Впрочем, до этого момента Азума не прибегает к огнестрельному оружию. Не сразу начинаешь отдавать себе отчет в том, что этот отчасти антипатичный субъект, не гнушающийся насилием и грубостью, действует только врукопашную, никогда не калеча и тем более не убивая противников. Жертвами его жестокости становятся, один за другим, циничный хулиган, садист-сутенер, обведший вокруг пальца его дурочку-сестру служащий промышленной компании, наркоторговец и убийца. Китано взыскателен к своему герою: стоит Азуме расчетливо убить человека (даже если речь идет о главе клана), как он сам оказывается приговоренным к высшей мере. Однако Азума сознательно идет на смерть, оставляя в живых ближайшего подручного босса якудза, не защищаясь от выстрелов своего противника-киллера Киехиро. Тот же цепляется за жизнь до последнего, при этом не расставаясь с обычными для американского кино атрибутами положительного героя: чистым белым свитером и болтающимся на шее крестом. Вряд ли Китано в такой сложной форме вступил в полемику с христианской доктриной. Скорее он утвердил за своими героями право сомневаться в своей правоте и быть неправыми даже в моменты свершения суда над грешниками — оставив уверенность в себе и непогрешимость закоренелым злодеям.

* * *

«Жестокий полицейский» вышел на экраны в 1989-м. В следующий раз Китано сыграл роль полицейского восемь лет спустя, в знаменитом фильме «Фейерверк», превратившем режиссера в звезду мирового арт-кино. Невозмутимый вершитель порядка Азума потерпел крах в тот момент, когда в его индивидуальную борьбу с мировым злом вторглись личные мотивы: сперва оказался замешанным в нечистые дела коллега по работе, затем якудза похитили, изнасиловали и посадили на наркотики его сестру. Наведение порядка обернулось кровавой местью. Ниси из «Фейерверка» на протяжении всего фильма тоже вершит свою вендетту, отказавшись от статуса полицейского и бросив все силы на защиту единственной слабой женщины, доверенной ему самой судьбой; на сей раз не умалишенной сестры, а смертельно больной жены. Личная мотивация для Ниси, как и для Азумы, несравненно выше и важнее, чем общественная (едва ли вообще способная руководить чьими-либо поступками). Стараясь соответствовать ей, наводя порядок уже в собственной душе, герой приходит к миру с собой в финале, также предполагающем добровольный уход из жизни — однако куда более ожидаемый и закономерный, подготовленный всеми предшествующими событиями.

Тем не менее поначалу кажется, что перед зрителем предстал второй Азума. Ниси в первой же сцене жестоко избивает молодого бездельника; в следующих эпизодах мы видим, как он уходит с дежурства, чтобы навестить жену, как бредет с отсутствующим видом по пустым больничным коридорам.

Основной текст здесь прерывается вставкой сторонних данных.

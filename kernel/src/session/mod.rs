//! Session lifecycle.
//!
//! Sessions are isolated workspace directories inside one shared execution
//! environment. This module owns their creation, lookup, expiry, capacity
//! eviction, the current-session pointer, and scoped acquisition for tool
//! operations.

pub mod clock;
pub mod context;
pub mod current;
pub mod janitor;
pub mod registry;
pub mod store;
pub mod types;

pub use clock::{Clock, ManualClock, SystemClock};
pub use context::{AcquirePolicy, SessionContext, SessionLease, Workspace};
pub use current::CurrentSession;
pub use janitor::{Janitor, JanitorHandle};
pub use registry::SessionRegistry;
pub use store::{CurrentSessionStore, MarkerFileStore, NoPersistence};
pub use types::{SessionError, SessionId, SessionRecord};
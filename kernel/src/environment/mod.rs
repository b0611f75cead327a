//! The execution environment sessions live in.
//!
//! The kernel never talks to Docker directly; everything goes through
//! [`ExecutionEnvironment`], which backends implement in full.

pub mod docker;
pub mod memory;

pub use docker::DockerEnvironment;
pub use memory::MemoryEnvironment;

use async_trait::async_trait;
use serde::Serialize;
use std::path::Path;
use std::time::Duration;
use thiserror::Error;

/// Output of a command run inside the environment.
#[derive(Debug, Clone, Default, PartialEq, Eq, Serialize)]
pub struct CommandOutput {
    /// Captured standard output.
    pub stdout: String,
    /// Captured standard error.
    pub stderr: String,
    /// Process exit code (`-1` when killed by a signal).
    pub exit_code: i32,
}

impl CommandOutput {
    /// Whether the command exited with status zero.
    #[must_use]
    pub fn success(&self) -> bool {
        self.exit_code == 0
    }
}

/// Failures of the environment itself, as opposed to a failing user program.
#[derive(Debug, Error)]
pub enum EnvironmentError {
    /// A command the kernel depends on exited non-zero.
    #[error("Command `{command}` failed with exit code {exit_code}: {stderr}")]
    CommandFailed {
        /// Command line that failed.
        command: String,
        /// Exit code returned.
        exit_code: i32,
        /// Raw diagnostic output.
        stderr: String,
    },
    /// A command did not finish within the configured bound.
    #[error("Command `{command}` timed out after {}s", after.as_secs())]
    Timeout {
        /// Command line that timed out.
        command: String,
        /// Bound that was exceeded.
        after: Duration,
    },
    /// The command could not be started at all.
    #[error("Failed to spawn `{command}`: {source}")]
    Spawn {
        /// Command line that could not start.
        command: String,
        /// Source error.
        #[source]
        source: std::io::Error,
    },
}

/// Capabilities the session layer needs from the sandbox runtime.
///
/// Paths on the environment side are absolute posix paths; callers validate
/// them before invoking any method here.
#[async_trait]
pub trait ExecutionEnvironment: Send + Sync + std::fmt::Debug {
    /// Short backend name for logs.
    fn name(&self) -> &'static str;

    /// Brings the shared environment to a running state. Idempotent.
    async fn ensure_ready(&self) -> Result<(), EnvironmentError>;

    /// Destroys and recreates the environment, returning a progress report.
    async fn reset(&self) -> Result<String, EnvironmentError>;

    /// Creates a directory and its parents.
    async fn make_dir(&self, path: &str) -> Result<(), EnvironmentError>;

    /// Removes a directory tree.
    async fn remove_dir(&self, path: &str) -> Result<(), EnvironmentError>;

    /// Removes a single file; a missing file is not an error.
    async fn remove_file(&self, path: &str) -> Result<(), EnvironmentError>;

    /// Writes `content` to `path`, creating parent directories.
    async fn write_bytes(&self, path: &str, content: &[u8])
        -> Result<CommandOutput, EnvironmentError>;

    /// Reads the full content of `path`.
    async fn read_bytes(&self, path: &str) -> Result<Vec<u8>, EnvironmentError>;

    /// Modification time of `path` in seconds since the epoch, if known.
    async fn modified_at(&self, path: &str) -> Result<Option<f64>, EnvironmentError>;

    /// Runs Python source fed on stdin with `workdir` as working directory.
    async fn run_code(&self, code: &str, workdir: &str) -> Result<CommandOutput, EnvironmentError>;

    /// Runs a Python script that already exists in the environment.
    async fn run_file(&self, path: &str, workdir: &str) -> Result<CommandOutput, EnvironmentError>;

    /// Runs an arbitrary argv.
    async fn exec(
        &self,
        argv: &[&str],
        workdir: Option<&str>,
    ) -> Result<CommandOutput, EnvironmentError>;

    /// Copies a host file into the environment.
    async fn copy_in(&self, host: &Path, remote: &str) -> Result<(), EnvironmentError>;

    /// Copies a file out of the environment onto the host.
    async fn copy_out(&self, remote: &str, host: &Path) -> Result<(), EnvironmentError>;
}

/// Creates the host-side parent directory of a download target.
pub(crate) async fn ensure_host_parent(host: &Path) -> std::io::Result<()> {
    match host.parent() {
        Some(parent) if !parent.as_os_str().is_empty() => tokio::fs::create_dir_all(parent).await,
        _ => Ok(()),
    }
}
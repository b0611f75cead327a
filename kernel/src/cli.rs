//! Command-line interface.

use clap::Parser;
use std::path::PathBuf;

use crate::infrastructure::config::ConfigOverrides;

/// Session-scoped Python execution kernel.
#[derive(Debug, Clone, Parser)]
#[command(name = "pyexec-kernel", version, about)]
pub struct Cli {
    /// Configuration file (TOML). Defaults to `pyexec.toml` when present.
    #[arg(long, value_name = "PATH")]
    pub config: Option<PathBuf>,

    /// Host directory uploads are read from.
    #[arg(long = "workdir-in", alias = "WORKDIR_IN", value_name = "DIR")]
    pub workdir_in: Option<PathBuf>,

    /// Host directory downloads are written to.
    #[arg(long = "workdir-out", alias = "WORKDIR_OUT", value_name = "DIR")]
    pub workdir_out: Option<PathBuf>,
}

impl Cli {
    /// Values that take precedence over every other configuration source.
    #[must_use]
    pub fn overrides(&self) -> ConfigOverrides {
        ConfigOverrides {
            config_file: self.config.clone(),
            workdir_in: self.workdir_in.clone(),
            workdir_out: self.workdir_out.clone(),
        }
    }
}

После того как напарник Ниси, лейтенант Хорибе, получает тяжелые ранения во время перестрелки, из-за чего остается парализованным на всю жизнь и уходит на пенсию, главный герой остается в одиночестве. Правда, окружающие делают намеки на то, что в прошлом дело обстояло иначе, что отверженность — не фатальный удел «жестоких полицейских», а лишь прихоть судьбы: «Он был отличный полицейский, получил множество наград. Они с Хорибе были классной парой. Когда Хорибе перегибал палку, Ниси его останавливал… Но когда Ниси заводился, он был еще страшнее». Однако действительность опровергает любую житейскую мудрость. В отличие от «Жестокого полицейского», в котором романтический герой сражался с целым миром, «Фейерверк» демонстрирует унылую действительность, от которой не спасет никакой напарник. Само зло здесь расплывчато и лишено демонического ореола: характерно, что Акурию — тот актер, который играл якудза-садиста Киехиро в «Жестоком полицейском», — снова появляется в кадре, в аналогичной роли и даже в таком же белом свитере. Но на этот раз победа над ним не приносит Ниси ни триумфа, ни удовлетворения.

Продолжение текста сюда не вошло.